Answer: The Department of Energy is prohibited from permanently emplacing high-level waste in WIPP. Our mission is limited to the demonstration of transuranic waste disposal and experiments with defense high-level waste. The mission is consistent with Public Law 96-164, its Conference Report, House Report 96-702, and subsequent budget authorization legislation.

Question: Does the Department intend to do research and development on high-level waste at the WIPP facility?

Answer: The WIPP high-level waste activities are strictly limited to experiments. These experiments will contribute significantly to the state-of-the-art in radioactive waste disposal. They will also provide important information about the disposal of defense high-level waste in salt.

Question: Is it the Department's intent to remove such high-level waste from the facility prior to its closure?

Answer: The Department is committed to and is legally bound to remove the high-level waste from WIPP upon completion of the experiments.

Department of Energy
Washington, D.C. 20585

JUL 30 1983

Honorable James J. Howard
Chairman, Committee on Public

Works and Transportation
House of Representatives
Washington, DC 20510

Dear Mr. Howard:

The Waste Isolation Pilot Plant (WIPP) is being developed as a research and development facility to demonstrate the safe disposal of radioactive waste from defense activities and programs of the United States. WIPP is located in southeast New Mexico about 25 miles east of Carlsbad. After eight years of site characterization and exploratory mining, the Department of Energy (DOE) announced its decision to proceed with permanent facility construction on July 1, 1983. A copy of our decision is enclosed.

The Department of Energy and the State of New Mexico have been working cooperatively to assure the health and safety of the citizens of New Mexico. To this end DOE has entered into specific agreements to resolve health and safety concerns raised by the State. One of their primary concerns is highway safety, and DOE is committed to assisting the State in this matter. The enclosed letter from the Secretary of Transportation to Senator Pete V. Domenici further describes the situation with WIPP and the State of New Mexico.

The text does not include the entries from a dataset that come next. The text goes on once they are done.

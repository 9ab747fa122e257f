//! Secret wrappers for values that must never reach a log line.
//!
//! Huddle handles two kinds of secret material: the bearer token a client
//! presents when it opens a session, and the operator's admin token guarding
//! the status endpoint. Both travel as [`SecretString`], whose `Debug` output
//! is redacted, so deriving `Debug` on a struct holding one stays safe.
//!
//! ```rust
//! use common::secret::{ExposeSecret, SecretString};
//!
//! #[derive(Debug)]
//! struct OpenRequest {
//!     client: String,
//!     token: SecretString,
//! }
//!
//! let req = OpenRequest {
//!     client: "browser".to_string(),
//!     token: SecretString::from("bearer-abc"),
//! };
//! assert!(!format!("{req:?}").contains("bearer-abc"));
//! assert_eq!(req.token.expose_secret(), "bearer-abc");
//! ```

pub use secrecy::{ExposeSecret, SecretBox, SecretString};

/// Compare a presented secret against the expected one without
/// short-circuiting on the first mismatching byte.
#[must_use]
pub fn secrets_match(presented: &str, expected: &SecretString) -> bool {
    let expected = expected.expose_secret().as_bytes();
    let presented = presented.as_bytes();
    if presented.len() != expected.len() {
        return false;
    }
    presented
        .iter()
        .zip(expected.iter())
        .fold(0u8, |acc, (a, b)| acc | (a ^ b))
        == 0
}

#[cfg(test)]
#[allow(clippy::unwrap_used, clippy::expect_used)]
mod tests {
    use super::*;
    use serde::Deserialize;

    #[test]
    fn test_debug_is_redacted() {
        let secret = SecretString::from("session-token");
        let debug_str = format!("{secret:?}");

        assert!(debug_str.contains("REDACTED"));
        assert!(!debug_str.contains("session-token"));
    }

    #[test]
    fn test_deserialized_credentials_stay_redacted() {
        #[allow(dead_code)]
        #[derive(Debug, Deserialize)]
        struct Handshake {
            client: String,
            token: SecretString,
        }

        let json = r#"{"client": "web", "token": "tok-123"}"#;
        let handshake: Handshake = serde_json::from_str(json).expect("deserialize");

        assert_eq!(handshake.token.expose_secret(), "tok-123");
        let debug = format!("{handshake:?}");
        assert!(debug.contains("web"));
        assert!(!debug.contains("tok-123"));
    }

    #[test]
    fn test_secrets_match() {
        let expected = SecretString::from("admin-token");
        assert!(secrets_match("admin-token", &expected));
        assert!(!secrets_match("admin-tokem", &expected));
        assert!(!secrets_match("admin", &expected));
        assert!(!secrets_match("", &expected));
    }
}
use super::messages::{RoomMessage, RoomState};
use super::metrics::{ActorType, MailboxMonitor};
use crate::bus::{EventBus, RoomEvent, UploadEvent};
use crate::errors::RcError;
use crate::observability::metrics;
use crate::protocol::{MemberInfo, RecordingInfo, RecordingState};
use crate::services::{FinalizeReason, FinishedRecording, Services};

/// Default channel buffer size for the room mailbox.
const ROOM_CHANNEL_BUFFER: usize = 500;

/// Dependencies shared by every room.
#[derive(Clone)]
pub struct RoomContext {
    pub bus: EventBus,
    pub services: Services,
    /// Receives the room id when the room becomes empty.
    pub idle_tx: mpsc::UnboundedSender<RoomId>,
    pub max_chunk_bytes: usize,
}

/// Handle to a `RoomActor`.
#[derive(Debug, Clone)]
pub struct RoomHandle {
    room_id: RoomId,
    sender: mpsc::Sender<RoomMessage>,
    cancel_token: CancellationToken,
}

impl RoomHandle {
    #[must_use]
    pub fn room_id(&self) -> RoomId {
        self.room_id
    }

    /// Enqueue a raw message. Used by the controller to forward joins.
    pub(crate) async fn send(&self, message: RoomMessage) -> Result<(), RcError> {
        self.sender.send(message).await.map_err(RcError::channel_send)
    }

    async fn request<T>(
        &self,
        build: impl FnOnce(oneshot::Sender<Result<T, RcError>>) -> RoomMessage,
    ) -> Result<T, RcError> {
        let (tx, rx) = oneshot::channel();
        self.send(build(tx)).await?;
        rx.await.map_err(RcError::channel_recv)?
    }

    pub async fn join(&self, member: MemberInfo, lease: CancellationToken) -> Result<(), RcError> {
        self.request(|respond_to| RoomMessage::Join {
            member,
            lease,
            respond_to,
        })
        .await
    }

    pub async fn leave(&self, session: SignalId) -> Result<(), RcError> {
        self.request(|respond_to| RoomMessage::Leave {
            session,
            respond_to,
        })
        .await
    }

    /// Returns the peers that were already connected.
    pub async fn connect_to(&self, session: SignalId) -> Result<Vec<SignalId>, RcError> {
        self.request(|respond_to| RoomMessage::ConnectTo {
            session,
            respond_to,
        })
        .await
    }

    pub async fn disconnect_from(&self, session: SignalId) -> Result<(), RcError> {
        self.request(|respond_to| RoomMessage::DisconnectFrom {
            session,
            respond_to,
        })
        .await
    }

    pub async fn start_recording(
        &self,
        session: SignalId,
        owner: UserId,
        mime_type: String,
        is_screen: bool,
    ) -> Result<RecordingId, RcError> {
        self.request(|respond_to| RoomMessage::StartRecording {
            session,
            owner,
            mime_type,
            is_screen,
            respond_to,
        })
        .await
    }

    pub async fn upload_chunk(
        &self,
        recording: RecordingId,
        user: UserId,
        chunk: Chunk,
    ) -> Result<Received, RcError> {
        self.request(|respond_to| RoomMessage::UploadChunk {
            recording,
            user,
            chunk,
            respond_to,
        })
        .await
    }

    pub async fn stop_recording(&self, recording: RecordingId, user: UserId) -> Result<(), RcError> {
        self.request(|respond_to| RoomMessage::StopRecording {
            recording,
            user,
            respond_to,
        })
        .await
    }

    pub async fn get_state(&self) -> Result<RoomState, RcError> {
        let (tx, rx) = oneshot::channel();
        self.send(RoomMessage::GetState { respond_to: tx }).await?;
        rx.await.map_err(RcError::channel_recv)
    }

    /// Returns `true` if the room was empty and has stopped.
    pub async fn close_if_empty(&self) -> Result<bool, RcError> {
        let (tx, rx) = oneshot::channel();
        self.send(RoomMessage::CloseIfEmpty { respond_to: tx })
            .await?;
        rx.await.map_err(RcError::channel_recv)
    }

    /// Cancel the actor. Open recordings are finalized before it stops.
    pub fn cancel(&self) {
        self.cancel_token.cancel();
    }

    #[must_use]
    pub fn is_cancelled(&self) -> bool {
        self.cancel_token.is_cancelled()
    }
}

struct Member {
    info: MemberInfo,
    connected: bool,
    lease: CancellationToken,
}

struct OpenRecording {
    info: RecordingInfo,
    owner_session: SignalId,
    reassembler: Reassembler,
    chunks: Vec<Bytes>,
}

/// The `RoomActor` implementation.
pub struct RoomActor {
    room_id: RoomId,
    receiver: mpsc::Receiver<RoomMessage>,
    cancel_token: CancellationToken,
    context: RoomContext,
    /// Join order
    members: Vec<Member>,
    /// Signal ids whose lease was cancelled.
    expired_tx: mpsc::UnboundedSender<SignalId>,
    expired_rx: mpsc::UnboundedReceiver<SignalId>,
    open: HashMap<RecordingId, OpenRecording>,
    finished: Vec<RecordingInfo>,
    mailbox: MailboxMonitor,
}
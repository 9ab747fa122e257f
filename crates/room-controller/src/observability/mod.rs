//! Observability module for the Room Controller.
//!
//! Metric labels are bounded to prevent cardinality explosion. Room, group,
//! session and recording ids only ever appear in log fields, never as labels.
//!
//! # Metrics
//!
//! | Metric | Type | Labels | Purpose |
//! |--------|------|--------|---------|
//! | `rc_sessions_active` | Gauge | none | Open client sessions |
//! | `rc_rooms_active` | Gauge | none | Live room actors |
//! | `rc_actor_mailbox_depth` | Gauge | `actor_type` | Backpressure indicator per actor type |
//! | `rc_bus_events_published_total` | Counter | `topic_kind` | Bus traffic |
//! | `rc_bus_listener_failures_total` | Counter | none | Listener errors and panics |
//! | `rc_upload_chunks_total` | Counter | `outcome` | Chunk acceptance, duplicates, gaps |
//! | `rc_upload_bytes_total` | Counter | none | Bytes applied to recordings |
//! | `rc_recordings_finalized_total` | Counter | `reason` | Recordings handed to the archive |
//! | `rc_recordings_incomplete_total` | Counter | none | Recordings stored with a gap |
//! | `rc_handler_errors_total` | Counter | `kind` | Failed client events |
//! | `rc_actor_panics_total` | Counter | `actor_type` | Actor task panics |

pub mod health;
pub mod metrics;
pub mod upload;

// Re-exports for convenience
pub use health::{health_router, status_router, HealthState, StatusState};
pub use metrics::init_metrics_recorder;
pub use upload::{UploadObserver, UploadStats, UploadTotals};
//! Ordered chunk delivery for streamed recording uploads.
//!
//! A producer assigns each chunk a zero-based, strictly increasing index and
//! keeps the payload until it is known to be applied. The consumer applies
//! chunks strictly in index order, silently drops duplicates and answers a
//! gap with a retransmission request for the missing range instead of
//! buffering out-of-order data.

#![warn(clippy::pedantic)]

pub mod chunk;
pub mod error;
pub mod producer;
pub mod reassembly;

pub use chunk::{Chunk, RetransmitRequest};
pub use error::UploadError;
pub use producer::ChunkProducer;
pub use reassembly::{Reassembler, ReassemblySummary, Received};
//! Scripted client for end-to-end tests.
//!
//! A [`TestClient`] owns one session and the receiving end of its outbound
//! channel. Every `expect_*` helper is bounded by [`EXPECT_TIMEOUT`] and
//! panics with the events it skipped, so a missing notice fails fast with
//! context instead of hanging the test.

use std::time::Duration;

use bytes::Bytes;
use common::types::{GroupId, MessageId, RecordingId, RoomId, SignalId};
use room_controller::actors::{ControllerHandle, SessionHandle};
use room_controller::errors::RcError;
use room_controller::protocol::{
    ClientEvent, GroupNotice, GroupRequest, MemberInfo, MessageInfo, Reply, RoomNotice,
    RoomRequest, ServerEvent, SessionDescription, UserInfo,
};
use room_controller::services::Credentials;
use tokio::sync::mpsc;

/// How long an `expect_*` helper waits for a matching event.
pub const EXPECT_TIMEOUT: Duration = Duration::from_secs(2);

/// One connected session.
pub struct TestClient {
    session: SessionHandle,
    events: mpsc::UnboundedReceiver<ServerEvent>,
}

impl TestClient {
    /// Open a session on `controller`.
    ///
    /// # Panics
    ///
    /// Panics if the controller refuses the session.
    pub async fn connect(controller: &ControllerHandle, credentials: Option<Credentials>) -> Self {
        Self::try_connect(controller, credentials)
            .await
            .expect("session should open")
    }

    /// Open a session, returning the controller's refusal instead of
    /// panicking.
    pub async fn try_connect(
        controller: &ControllerHandle,
        credentials: Option<Credentials>,
    ) -> Result<Self, RcError> {
        let (tx, events) = mpsc::unbounded_channel();
        let session = controller.open_session(credentials, tx).await?;
        Ok(Self { session, events })
    }

    pub fn id(&self) -> SignalId {
        self.session.signal_id()
    }

    pub fn session(&self) -> &SessionHandle {
        &self.session
    }

    /// Push an event without waiting for it to be handled.
    pub async fn send(&self, event: impl Into<ClientEvent>) {
        self.session
            .send(event.into())
            .await
            .expect("session mailbox should be open");
    }

    /// Push an event and wait for the handler result.
    pub async fn request(&self, event: impl Into<ClientEvent>) -> Result<Reply, RcError> {
        self.session.request(event.into()).await
    }

    /// Next outbound event, whatever it is.
    pub async fn next_event(&mut self) -> ServerEvent {
        match tokio::time::timeout(EXPECT_TIMEOUT, self.events.recv()).await {
            Ok(Some(event)) => event,
            Ok(None) => panic!("session outbound closed"),
            Err(_) => panic!("no event within {EXPECT_TIMEOUT:?}"),
        }
    }

    /// Skip events until `matcher` accepts one.
    pub async fn expect<T>(
        &mut self,
        what: &str,
        mut matcher: impl FnMut(&ServerEvent) -> Option<T>,
    ) -> T {
        let mut skipped = Vec::new();
        let deadline = tokio::time::Instant::now() + EXPECT_TIMEOUT;
        loop {
            match tokio::time::timeout_at(deadline, self.events.recv()).await {
                Ok(Some(event)) => {
                    if let Some(found) = matcher(&event) {
                        return found;
                    }
                    skipped.push(event);
                }
                Ok(None) => {
                    panic!("session outbound closed while waiting for {what}; skipped {skipped:?}")
                }
                Err(_) => panic!("timed out waiting for {what}; skipped {skipped:?}"),
            }
        }
    }

    /// Skip events until a room notice matches.
    pub async fn expect_room<T>(
        &mut self,
        what: &str,
        mut matcher: impl FnMut(&RoomNotice) -> Option<T>,
    ) -> T {
        self.expect(what, |event| match event {
            ServerEvent::Room(notice) => matcher(notice),
            ServerEvent::Group(_) => None,
        })
        .await
    }

    /// Skip events until a group notice matches.
    pub async fn expect_group<T>(
        &mut self,
        what: &str,
        mut matcher: impl FnMut(&GroupNotice) -> Option<T>,
    ) -> T {
        self.expect(what, |event| match event {
            ServerEvent::Group(notice) => matcher(notice),
            ServerEvent::Room(_) => None,
        })
        .await
    }

    pub async fn expect_room_users(&mut self) -> Vec<MemberInfo> {
        self.expect_room("room users", |notice| match notice {
            RoomNotice::Users { users } => Some(users.clone()),
            _ => None,
        })
        .await
    }

    /// Wait for a `connect_to` notice, returning `(peer, polite)`.
    pub async fn expect_connect_to(&mut self) -> (SignalId, bool) {
        self.expect_room("connect_to", |notice| match notice {
            RoomNotice::ConnectTo { id, polite } => Some((*id, *polite)),
            _ => None,
        })
        .await
    }

    pub async fn expect_disconnect_from(&mut self) -> SignalId {
        self.expect_room("disconnect_from", |notice| match notice {
            RoomNotice::DisconnectFrom { id } => Some(*id),
            _ => None,
        })
        .await
    }

    /// Wait for a room error, returning its message and cause.
    pub async fn expect_room_error(&mut self) -> (String, Option<String>) {
        self.expect_room("room error", |notice| match notice {
            RoomNotice::Error {
                message,
                cause_event,
            } => Some((message.clone(), cause_event.clone())),
            _ => None,
        })
        .await
    }

    /// Wait for a retransmission request, returning `(recording, start, stop)`.
    pub async fn expect_chunk_request(&mut self) -> (RecordingId, u64, u64) {
        self.expect_room("request_upload_chunk", |notice| match notice {
            RoomNotice::RequestUploadChunk { id, start, stop } => Some((*id, *start, *stop)),
            _ => None,
        })
        .await
    }

    /// Wait for a group message batch, returning `(messages, historical)`.
    pub async fn expect_messages(&mut self) -> (Vec<MessageInfo>, bool) {
        self.expect_group("group messages", |notice| match notice {
            GroupNotice::Messages {
                messages,
                historical,
            } => Some((messages.clone(), *historical)),
            _ => None,
        })
        .await
    }

    pub async fn expect_group_users(&mut self) -> Vec<UserInfo> {
        self.expect_group("group users", |notice| match notice {
            GroupNotice::Users { users } => Some(users.clone()),
            _ => None,
        })
        .await
    }

    /// Assert that nothing arrives for `quiet`.
    pub async fn expect_silence(&mut self, quiet: Duration) {
        if let Ok(Some(event)) = tokio::time::timeout(quiet, self.events.recv()).await {
            panic!("expected no event, got {event:?}");
        }
    }

    /// Everything that arrives within `window`.
    pub async fn events_within(&mut self, window: Duration) -> Vec<ServerEvent> {
        let deadline = tokio::time::Instant::now() + window;
        let mut events = Vec::new();
        while let Ok(Some(event)) = tokio::time::timeout_at(deadline, self.events.recv()).await {
            events.push(event);
        }
        events
    }

    /// Everything already queued, without waiting.
    pub fn drain(&mut self) -> Vec<ServerEvent> {
        let mut events = Vec::new();
        while let Ok(event) = self.events.try_recv() {
            events.push(event);
        }
        events
    }

    /// Close the session and wait for its teardown.
    pub async fn close(&self) {
        self.session.close().await.expect("session should close");
    }
}

// ============================================================================
// Event builders
// ============================================================================

pub fn join_room(room: RoomId) -> RoomRequest {
    RoomRequest::JoinRoom {
        id: room.to_string(),
    }
}

pub fn signal_to(peer: SignalId, desc: SessionDescription) -> RoomRequest {
    RoomRequest::Signal {
        to: peer.to_string(),
        desc: Some(desc),
        candidate: None,
    }
}

pub fn upload_start(mime_type: &str) -> RoomRequest {
    RoomRequest::UploadStart {
        mime_type: mime_type.to_string(),
        is_screen: false,
    }
}

pub fn upload_chunk(recording: RecordingId, index: u64, data: &'static [u8]) -> RoomRequest {
    RoomRequest::UploadChunk {
        id: recording.to_string(),
        index,
        data: Bytes::from_static(data),
    }
}

pub fn upload_stop(recording: RecordingId) -> RoomRequest {
    RoomRequest::UploadStop {
        id: recording.to_string(),
    }
}

pub fn subscribe(group: GroupId) -> GroupRequest {
    GroupRequest::Subscribe {
        group_id: group.to_string(),
    }
}

pub fn send_message(group: GroupId, content: &str, msg_id: &str) -> GroupRequest {
    GroupRequest::Send {
        group_id: group.to_string(),
        content: content.to_string(),
        msg_id: MessageId::from(msg_id),
    }
}

pub fn set_name(name: &str) -> GroupRequest {
    GroupRequest::SetName {
        name: name.to_string(),
    }
}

The State has evaluated those highways which will be used for shipping radioactive waste to WIPP. Their studies have shown that these roads are presently unsafe and substandard and that they must be repaired and upgraded. The appropriation of $5.8 million (Conference Report to accompany H.R. 3329 -- Amendment Number 30) now being considered for New Mexico is urgently needed to begin the planning and engineering for improving the radioactive waste transportation routes. DOE fully supports the needs of New Mexico and urges you to support the requested appropriation.